(Beginning of EXERCISE MATERIAL)

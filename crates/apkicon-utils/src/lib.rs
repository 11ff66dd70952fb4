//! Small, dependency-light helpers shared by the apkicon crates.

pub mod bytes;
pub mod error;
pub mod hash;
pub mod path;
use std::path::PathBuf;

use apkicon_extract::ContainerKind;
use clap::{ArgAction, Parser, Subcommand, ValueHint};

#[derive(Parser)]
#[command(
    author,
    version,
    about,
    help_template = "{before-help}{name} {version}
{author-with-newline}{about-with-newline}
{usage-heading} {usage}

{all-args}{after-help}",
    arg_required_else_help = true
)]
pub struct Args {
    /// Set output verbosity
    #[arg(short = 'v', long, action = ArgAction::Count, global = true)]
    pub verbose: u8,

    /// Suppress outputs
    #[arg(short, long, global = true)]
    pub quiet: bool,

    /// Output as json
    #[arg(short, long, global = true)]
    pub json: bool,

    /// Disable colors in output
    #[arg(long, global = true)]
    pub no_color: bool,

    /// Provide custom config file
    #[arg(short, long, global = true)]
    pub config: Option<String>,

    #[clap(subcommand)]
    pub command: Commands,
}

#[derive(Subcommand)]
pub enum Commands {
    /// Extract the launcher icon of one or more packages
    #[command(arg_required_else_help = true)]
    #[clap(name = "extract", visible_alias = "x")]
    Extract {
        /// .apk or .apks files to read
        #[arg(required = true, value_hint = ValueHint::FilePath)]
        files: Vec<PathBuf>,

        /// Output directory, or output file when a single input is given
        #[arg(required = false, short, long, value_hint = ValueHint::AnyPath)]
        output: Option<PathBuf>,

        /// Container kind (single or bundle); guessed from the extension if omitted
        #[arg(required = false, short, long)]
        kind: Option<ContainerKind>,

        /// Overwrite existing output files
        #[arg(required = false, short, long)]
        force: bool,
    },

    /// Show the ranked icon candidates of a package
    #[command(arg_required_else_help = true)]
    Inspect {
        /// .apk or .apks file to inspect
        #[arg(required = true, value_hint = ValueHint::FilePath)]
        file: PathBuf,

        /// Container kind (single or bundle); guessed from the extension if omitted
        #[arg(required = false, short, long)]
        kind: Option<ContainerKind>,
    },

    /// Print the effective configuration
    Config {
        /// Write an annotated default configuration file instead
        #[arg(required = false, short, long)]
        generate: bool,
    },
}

(End of EXERCISE MATERIAL)

TASK REQUIREMENTS: Would you restate word for word every line from the one holding "file to inspect" to the end of the entries, both ends included?

WORKED SOLUTION:
        /// .apk or .apks file to inspect
        #[arg(required = true, value_hint = ValueHint::FilePath)]
        file: PathBuf,

        /// Container kind (single or bundle); guessed from the extension if omitted
        #[arg(required = false, short, long)]
        kind: Option<ContainerKind>,
    },

    /// Print the effective configuration
    Config {
        /// Write an annotated default configuration file instead
        #[arg(required = false, short, long)]
        generate: bool,
    },
}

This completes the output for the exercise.